A major argument that Hewitt employs to distinguish Mormons from
fringe sectarians is that church members are now firmly ensconced
in American life — a point made by David Broder and Stephen Hess
when they wrote The Republican Establishment in 1967. That
“Establishment,” of course, included Michigan Governor George
Romney. Hewitt points out that two other Mormons, besides Romney’s
father, have conducted recent presidential campaigns — Orrin Hatch
and Mo Udall. To this list of prominent Latter-day Saint pols, one
could add the name of Nevada’s Democrat Senator, Majority Leader
Harry Reid.
Beyond the fact that Mormons populate both sides of the
political aisle, Mitt Romney’s record in very blue Massachusetts
should suffice to rebut any conspiratorial ideas about a
Utah-centered theocracy. Moreover, the candidate’s perfect-pitch
responses to questions about the political influence of the Mormon
Church are reinforced by statements from LDS leaders who forswear
any role in partisan politics.
To acquaint readers with the general contours of the Church of
Jesus Christ of Latter-day Saints, Hewitt dedicates several pages
to the group’s history and theology. (In 1996, Hewitt was involved
in a PBS production, Searching for God in America, that
also explored the Mormon faith.) Finally, as a supplement, the
author provides a transcript of his conversation with two
conservative Christian religion professors — a brief discussion
about Mormonism and whether the two gentlemen could conscientiously
vote to put a Mormon in the White House. (Both said they
could cast such a vote.)
Beyond the damage done by needlessly ditching a talented
Presidential candidate, Hewitt rues the harm that will befall the
country if secular journalists and political operatives begin to
scrutinize office-seekers’ religious beliefs. The “Mormonism is too
weird” objection can easily become an argument against those who
believe in transubstantiation, the Assumption of Mary, or the
biblical account of creation. (Chris Matthews’ question about
evolution, recently directed to GOP presidential candidates at the
Reagan Library, is an example of what Hewitt hopes to avoid —
queries that open the door to reportorial inquisitions about
biblical inspiration, Papal authority, or whether candidates really
believe this “crazy Jesus stuff.”)
Hewitt observes that an Atlantic Monthly journalist has already asked Romney about his
liturgical undergarments — and that additional cases of
anti-Mormon and anti-religious bigotry (e.g. Slate’s
Jacob
Weisberg) have popped up in the press. Media response to the
Supreme Court’s recent ruling on partial-birth abortion also seems
to validate Hewitt’s fears — as journalists who take their cue
from New York Senator Chuck Schumer haven’t been shy about playing the
“Catholic
card” against judges presumably guided by Church dogma on the
topic and not by established principles of jurisprudence.
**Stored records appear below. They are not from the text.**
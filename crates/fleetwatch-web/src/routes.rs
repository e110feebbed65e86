//! HTTP route handlers.
//!
//! Route groups:
//! - `POST /api/vehicle-data` - device ingestion (vehicle id from the
//!   `vehicle-id` header, sentinel default when absent)
//! - `GET /api/vehicle/:vehicleId/...` - current reading, history, alerts
//!   and simple statistics
//! - `GET /` - service banner

use axum::extract::{Path, Query, State};
use axum::http::{HeaderMap, StatusCode};
use axum::response::Json;
use axum::routing::{get, post};
use axum::Router;
use chrono::{DateTime, Duration, Utc};
use serde::{Deserialize, Serialize};
use tower_http::compression::CompressionLayer;
use tower_http::cors::CorsLayer;
use tower_http::trace::TraceLayer;
use tracing::error;

use fleetwatch_core::{
    AlertEvent, AlertStore, CoreError, RawReading, Reading, TelemetryStore, DEFAULT_VEHICLE_ID,
};
use fleetwatch_protocol::IngestAck;

use crate::{ingest, AppState};

/// Build the HTTP router with all API routes and middleware.
pub fn create_router(state: AppState) -> Router {
    Router::new()
        .route("/", get(banner_handler))
        .route("/api/vehicle-data", post(ingest_handler))
        .route("/api/vehicle/:vehicle_id/current", get(current_handler))
        .route("/api/vehicle/:vehicle_id/history", get(history_handler))
        .route("/api/vehicle/:vehicle_id/alerts", get(alerts_handler))
        .route("/api/vehicle/:vehicle_id/stats", get(stats_handler))
        .layer(TraceLayer::new_for_http())
        .layer(CorsLayer::permissive())
        .layer(CompressionLayer::new())
        .with_state(state)
}

/// Service banner with the endpoint map.
async fn banner_handler() -> Json<serde_json::Value> {
    Json(serde_json::json!({
        "message": "Fleetwatch GPS + OBD-II monitoring",
        "version": env!("CARGO_PKG_VERSION"),
        "endpoints": {
            "data": "/api/vehicle-data",
            "vehicles": "/api/vehicle/:vehicleId",
        }
    }))
}

/// Device ingestion endpoint.
async fn ingest_handler(
    State(state): State<AppState>,
    headers: HeaderMap,
    Json(raw): Json<RawReading>,
) -> (StatusCode, Json<IngestAck>) {
    let vehicle_id = headers
        .get("vehicle-id")
        .and_then(|v| v.to_str().ok())
        .unwrap_or(DEFAULT_VEHICLE_ID)
        .to_string();

    match ingest::ingest_reading(&state, &vehicle_id, raw) {
        Ok(_) => (StatusCode::OK, Json(IngestAck::ok())),
        Err(CoreError::Validation(msg)) => {
            (StatusCode::BAD_REQUEST, Json(IngestAck::error(msg)))
        }
        Err(e) => {
            error!("ingestion failed for {}: {}", vehicle_id, e);
            (
                StatusCode::INTERNAL_SERVER_ERROR,
                Json(IngestAck::error(e.to_string())),
            )
        }
    }
}

/// Latest reading for a vehicle.
async fn current_handler(
    Path(vehicle_id): Path<String>,
    State(state): State<AppState>,
) -> Result<Json<Reading>, StatusCode> {
    match state.telemetry.latest(&vehicle_id) {
        Ok(Some(reading)) => Ok(Json(reading)),
        Ok(None) => Err(StatusCode::NOT_FOUND),
        Err(e) => {
            error!("current lookup failed for {}: {}", vehicle_id, e);
            Err(StatusCode::INTERNAL_SERVER_ERROR)
        }
    }
}

#[derive(Debug, Deserialize)]
#[serde(rename_all = "camelCase")]
struct HistoryQuery {
    start_date: Option<DateTime<Utc>>,
    end_date: Option<DateTime<Utc>>,
    #[serde(default = "default_history_limit")]
    limit: usize,
}

fn default_history_limit() -> usize {
    100
}

/// Reading history for a vehicle, newest first.
async fn history_handler(
    Path(vehicle_id): Path<String>,
    Query(query): Query<HistoryQuery>,
    State(state): State<AppState>,
) -> Result<Json<Vec<Reading>>, StatusCode> {
    state
        .telemetry
        .range(&vehicle_id, query.start_date, query.end_date, query.limit)
        .map(Json)
        .map_err(|e| {
            error!("history lookup failed for {}: {}", vehicle_id, e);
            StatusCode::INTERNAL_SERVER_ERROR
        })
}

#[derive(Debug, Deserialize)]
#[serde(rename_all = "camelCase")]
struct AlertsQuery {
    #[serde(default = "default_alerts_limit")]
    limit: usize,
    #[serde(default)]
    unread_only: bool,
}

fn default_alerts_limit() -> usize {
    50
}

/// Recent alerts for a vehicle, newest first.
async fn alerts_handler(
    Path(vehicle_id): Path<String>,
    Query(query): Query<AlertsQuery>,
    State(state): State<AppState>,
) -> Result<Json<Vec<AlertEvent>>, StatusCode> {
    state
        .alerts
        .recent(&vehicle_id, query.limit, query.unread_only)
        .map(Json)
        .map_err(|e| {
            error!("alerts lookup failed for {}: {}", vehicle_id, e);
            StatusCode::INTERNAL_SERVER_ERROR
        })
}

#[derive(Debug, Deserialize)]
struct StatsQuery {
    #[serde(default = "default_stats_days")]
    days: i64,
}

fn default_stats_days() -> i64 {
    7
}

/// Simple aggregation over a vehicle's recent readings.
#[derive(Debug, Serialize)]
#[serde(rename_all = "camelCase")]
pub struct VehicleStats {
    pub samples: usize,
    pub avg_speed: f64,
    pub max_speed: f64,
    pub avg_fuel_level: f64,
    pub avg_temperature: f64,
    pub engine_on_samples: usize,
}

impl VehicleStats {
    fn from_readings(readings: &[Reading]) -> Self {
        let samples = readings.len();
        if samples == 0 {
            return Self {
                samples: 0,
                avg_speed: 0.0,
                max_speed: 0.0,
                avg_fuel_level: 0.0,
                avg_temperature: 0.0,
                engine_on_samples: 0,
            };
        }

        let n = samples as f64;
        Self {
            samples,
            avg_speed: readings.iter().map(|r| r.speed).sum::<f64>() / n,
            max_speed: readings.iter().map(|r| r.speed).fold(0.0, f64::max),
            avg_fuel_level: readings.iter().map(|r| r.fuel_level).sum::<f64>() / n,
            avg_temperature: readings.iter().map(|r| r.temperature).sum::<f64>() / n,
            engine_on_samples: readings.iter().filter(|r| r.is_engine_on).count(),
        }
    }
}

/// Aggregated statistics over the last `days` days.
async fn stats_handler(
    Path(vehicle_id): Path<String>,
    Query(query): Query<StatsQuery>,
    State(state): State<AppState>,
) -> Result<Json<VehicleStats>, StatusCode> {
    let from = Utc::now() - Duration::days(query.days.max(0));
    let readings = state
        .telemetry
        .range(&vehicle_id, Some(from), None, usize::MAX)
        .map_err(|e| {
            error!("stats lookup failed for {}: {}", vehicle_id, e);
            StatusCode::INTERNAL_SERVER_ERROR
        })?;

    Ok(Json(VehicleStats::from_readings(&readings)))
}
//! Error taxonomy shared across the fleetwatch crates.

use thiserror::Error;

/// Errors produced by the core pipeline components.
///
/// Per-connection delivery failures are deliberately absent: they are owned
/// by the broadcast hub and never cross a crate boundary.
#[derive(Debug, Error)]
pub enum CoreError {
    /// Malformed or out-of-range input, rejected before any side effect.
    #[error("invalid reading: {0}")]
    Validation(String),

    /// A store operation failed. Fatal only to the operation that issued it.
    #[error("storage failure: {0}")]
    Storage(String),

    /// Unknown vehicle, reading or alert.
    #[error("not found: {0}")]
    NotFound(String),
}

impl CoreError {
    /// Shorthand for a storage failure with a formatted message.
    pub fn storage(msg: impl Into<String>) -> Self {
        CoreError::Storage(msg.into())
    }
}
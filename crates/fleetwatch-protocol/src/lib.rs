//! # fleetwatch-protocol
//!
//! Wire message types and codec for the fleetwatch live stream and the
//! ingestion acknowledgment.

pub mod codec;
pub mod messages;

pub use codec::{decode_client_message, encode_server_message, CodecError};
pub use messages::{ClientMessage, IngestAck, ServerMessage};
//! Server settings.
//!
//! Settings are read from the environment at startup; anything absent or
//! unparseable falls back to its default so a bare `fleetwatch-server`
//! invocation always starts.

use serde::{Deserialize, Serialize};

/// Runtime settings for the server binary.
#[derive(Debug, Clone, PartialEq, Serialize, Deserialize)]
#[serde(rename_all = "camelCase", default)]
pub struct ServerSettings {
    /// HTTP API port.
    pub port: u16,

    /// WebSocket stream port.
    pub ws_port: u16,

    /// Reject readings with missing or out-of-range coordinates.
    ///
    /// Off by default: the legacy ingestion endpoint accepted anything, and
    /// the default policy preserves that observable behavior.
    pub strict_coordinates: bool,
}

impl Default for ServerSettings {
    fn default() -> Self {
        Self {
            port: 3000,
            ws_port: 8080,
            strict_coordinates: false,
        }
    }
}

impl ServerSettings {
    /// Build settings from `FLEETWATCH_PORT`, `FLEETWATCH_WS_PORT` and
    /// `FLEETWATCH_STRICT_COORDINATES`, defaulting field-by-field.
    pub fn from_env() -> Self {
        let defaults = Self::default();
        Self {
            port: env_parse("FLEETWATCH_PORT").unwrap_or(defaults.port),
            ws_port: env_parse("FLEETWATCH_WS_PORT").unwrap_or(defaults.ws_port),
            strict_coordinates: env_parse("FLEETWATCH_STRICT_COORDINATES")
                .unwrap_or(defaults.strict_coordinates),
        }
    }
}

fn env_parse<T: std::str::FromStr>(key: &str) -> Option<T> {
    std::env::var(key).ok()?.parse().ok()
}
In sum, Hewitt’s message is that Mitt Romney has become a
political canary in the coalmine. If a man of Romney’s intellectual
and professional stature is taken down simply because of
his religious beliefs, others will follow. Permission will have
been granted to destroy political opponents across the religious
spectrum for believing “weird” things — or perhaps for being
excessively moral in the eyes of a skeptical, secular press.